- Directed by: Terry Bishop
- Written by: Reginald Beckwith Terry Bishop Lindsay Galloway
- Based on: What Say They? by James Bridie
- Produced by: John Baxter Barbara K. Emary
- Starring: Duncan Macrae Joseph Tomelty Patrick Barr Charles Hawtrey Diane Hart
- Cinematography: Jo Jago
- Edited by: Bernard Gribble
- Music by: Cedric Thorpe Davie
- Production company: Group 3 Films
- Distributed by: Associated British-Pathé (UK)
- Release date: July 1952 (UK);
- Running time: 81 minutes
- Country: United Kingdom
- Language: English

= You're Only Young Twice (film) =

1952 British film by Terry Bishop

You're Only Young Twice is a 1952 British second feature ('B') comedy film directed by Terry Bishop and starring Duncan Macrae, Joseph Tomelty, Patrick Barr, Charles Hawtrey and Diane Hart. It was written by Reginald Beckwith, Bishop and Lindsay Galloway based on the 1939 play What Say They? by James Bridie.

==Premise==
A young woman visiting a Scottish university in search of her uncle, who is in hiding from the authorities, is mistaken for the principal's secretary, so she pursues the impersonation.

==Cast==
- Duncan Macrae as Professor Hayman
- Joseph Tomelty as Dan McEntee / Connell O'Grady (writer)
- Patrick Barr as Sir Archibald Asher
- Charles Hawtrey as Adolphus Hayman, President of Temperance Society
- Diane Hart as Ada Shore / posing as "Miss Lamplighter" (pending new principal's secretary)
- Robert Urquhart as Sheltie
- Edward Lexy as Lord Carshennie
- Roddy McMillan as Mr Milligan, President of Students' Union Council
- Jacqueline Mackenzie as Nellie
- Eric Woodburn as the Bedellus
- Molly Urquhart as Lady Duffy
- Ronnie Corbett as Freddie Mather, President of the Men's Union
- Reginald Beckwith as BBC Commentator
- Arthur Hill as Mystery Man (uncredited)

==Production==
The film was produced by the government backed Group 3 Films and shot at Southall Studios with sets designed by the art director Ray Simm. John Grierson, head of Group 3, thought it had "some of the fastest and best dialogue in a generation."

==Critical reception==
The Monthly Film Bulletin wrote: "This is an involved and fantastic comedy, in which many of the participants' motives remain obscure. The total impression is mainly one of great noise and confusion, though one can see what the makers were aiming at: an irresponsible, lunatic kind of entertainment, perhaps a Scots equivalent of Pierre Prevert. There are some entertaining scenes – the arrival of the Rector, most of the episodes involving Adolphus, brilliantly played by Charles Hawtrey – and the anarchistic spirit of the whole is appealing. But You're Only Young Twice! is the kind of joke that needs altogether more discipline in writing and direction."

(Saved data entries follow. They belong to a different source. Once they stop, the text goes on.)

use clap::Parser;
use gaugeface::{
    init_logging, Color, FaceCatalog, FaceGeometry, FaceId, FontFace, GaugeError, GaugeSpec,
    OutputFormat, RenderContext, RenderOptions, Renderer, ShapeVariant,
};
use rand::Rng;
use std::io::{self, Write};
use std::path::PathBuf;
use std::process;
use std::str::FromStr;
use std::sync::mpsc;
use std::thread;
use std::time::Duration;
use tracing::{error, info};

/// Renders a radial gauge to PNG or SVG, or shows it in a preview window.
#[derive(Parser, Debug)]
#[command(name = "gaugeface", version, long_about = None)]
struct Args {
    /// Packed face ID: rotation, shape and face number
    #[arg(long)]
    face_id: Option<u16>,

    /// JSON face catalog the face number is looked up in
    #[arg(long)]
    catalog: Option<PathBuf>,

    /// Theme key passed to the palette resolver
    #[arg(long, default_value = "light")]
    theme: String,

    /// Added to the face number before the catalog lookup
    #[arg(long, default_value_t = 0)]
    theme_offset: u32,

    /// Needle value; defaults to the minimum
    #[arg(long, allow_negative_numbers = true)]
    value: Option<f64>,

    #[arg(long, allow_negative_numbers = true)]
    min: Option<f64>,

    #[arg(long, allow_negative_numbers = true)]
    max: Option<f64>,

    /// Major tick increment
    #[arg(long)]
    major: Option<f64>,

    /// Minor tick increment
    #[arg(long)]
    minor: Option<f64>,

    /// Range boundaries, comma separated
    #[arg(long, value_delimiter = ',', allow_negative_numbers = true)]
    ranges: Vec<f64>,

    /// Range colors as names or hex, comma separated
    #[arg(long, value_delimiter = ',', value_parser = Color::from_str)]
    colors: Vec<Color>,

    /// Round range ends
    #[arg(long)]
    round: bool,

    /// Blend range colors into gradients
    #[arg(long)]
    gradient: bool,

    #[arg(long)]
    width: Option<u32>,

    #[arg(long)]
    height: Option<u32>,

    /// Draw a drop shadow under the body
    #[arg(long)]
    shadow: bool,

    /// Write SVG instead of PNG
    #[arg(long)]
    svg: bool,

    /// Output file; SVG defaults to stdout, PNG to gauge.png
    #[arg(long)]
    out: Option<PathBuf>,

    /// TrueType font for raster labels
    #[arg(long)]
    font: Option<PathBuf>,

    /// Open a live preview window instead of writing a file
    #[arg(long)]
    preview: bool,
}

fn build_spec(args: &Args) -> GaugeSpec {
    let mut spec = GaugeSpec::builder()
        .ranges(args.ranges.clone())
        .range_colors(args.colors.clone())
        .round_ranges(args.round)
        .gradient(args.gradient)
        .build();
    spec.min = args.min.unwrap_or(spec.min);
    spec.max = args.max.unwrap_or(spec.max);
    spec.major_inc = args.major.unwrap_or(spec.major_inc);
    spec.minor_inc = args.minor.unwrap_or(spec.minor_inc);
    spec.value = args.value.unwrap_or(spec.min);
    spec
}

/// Face and shape from `--face-id`, resolved in the catalog when one is given.
fn resolve_face(args: &Args) -> Result<(FaceGeometry, ShapeVariant), GaugeError> {
    let Some(raw) = args.face_id else {
        return Ok((FaceGeometry::default(), ShapeVariant::Half));
    };
    let id = FaceId::decode(raw)?;
    let mut face = match &args.catalog {
        Some(path) => FaceCatalog::from_file(path)?
            .resolve(id.face, args.theme_offset)?
            .clone(),
        None => FaceGeometry::default(),
    };
    face.rotation_offset += id.rotation_offset();
    Ok((face, id.shape))
}

fn run(args: Args) -> Result<(), Box<dyn std::error::Error>> {
    let (face, shape) = resolve_face(&args)?;
    let spec = build_spec(&args);
    let ctx = RenderContext::new(args.theme.clone());

    let mut renderer = Renderer::new();
    if let Some(path) = &args.font {
        renderer = renderer.with_font(FontFace::from_file(path)?);
    }

    if args.preview {
        let (sender, receiver) = mpsc::channel();
        if let Some(value) = args.value {
            let _ = sender.send(value);
        } else if spec.is_drawable() {
            let (min, max) = (spec.min, spec.max);
            thread::spawn(move || {
                let mut rng = rand::rng();
                loop {
                    if sender.send(rng.random_range(min..max)).is_err() {
                        break;
                    }
                    thread::sleep(Duration::from_millis(800));
                }
            });
        }
        return gaugeface::preview::show("gaugeface", renderer, face, shape, spec, ctx, Some(receiver));
    }

    let mut options = RenderOptions::builder()
        .format(if args.svg {
            OutputFormat::Vector
        } else {
            OutputFormat::Raster
        })
        .shadow(args.shadow)
        .build();
    options.width = args.width.unwrap_or(options.width);
    options.height = args.height.unwrap_or(options.height);

    let out = renderer.render(&face, shape, &spec, &options, &ctx);
    for skipped in &out.skipped {
        info!(part = %skipped.part, reason = %skipped.reason, "layer left out");
    }

    match (out.to_svg_string(), &args.out) {
        (Some(svg), Some(path)) => std::fs::write(path, svg)?,
        (Some(svg), None) => io::stdout().write_all(svg.as_bytes())?,
        (None, Some(path)) => out.write_png(path)?,
        (None, None) => out.write_png("gauge.png")?,
    }
    Ok(())
}

fn main() {
    init_logging();
    let args = Args::parse();
    if let Err(e) = run(args) {
        error!(error = %e, "gaugeface failed");
        process::exit(1);
    }
}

Kine Weekly wrote: "Warm and agreeable academic romp ... Its story, telling of goings-on behind the scenes of a Scottish university, is untidy, but the characters, which have colour and individuality, are neatly manipulated, and the dialogue has quite an edge. Atmosphere and detail, too, are effective. A pleasant change from raucous American collegiate comedy, it should register with the majority of picturegoers."
Leslie Halliwell said: "Misfire eccentric comedy which deserves marks for trying but fails to amuse."

In British Sound Films: The Studio Years 1928–1959 David Quinlan rated the film as "mediocre", writing: "Too foolish for words, this comedy fell between all sorts of stools."

The Radio Times has described it as a "theatrical comedy," which was "shakily brought to the screen ... the story involves mistaken identity, Celtic poetry, horse racing and the rigging of Rectorial elections. Blink and you'll miss Ronnie Corbett in what, of course, can only be described as a small role."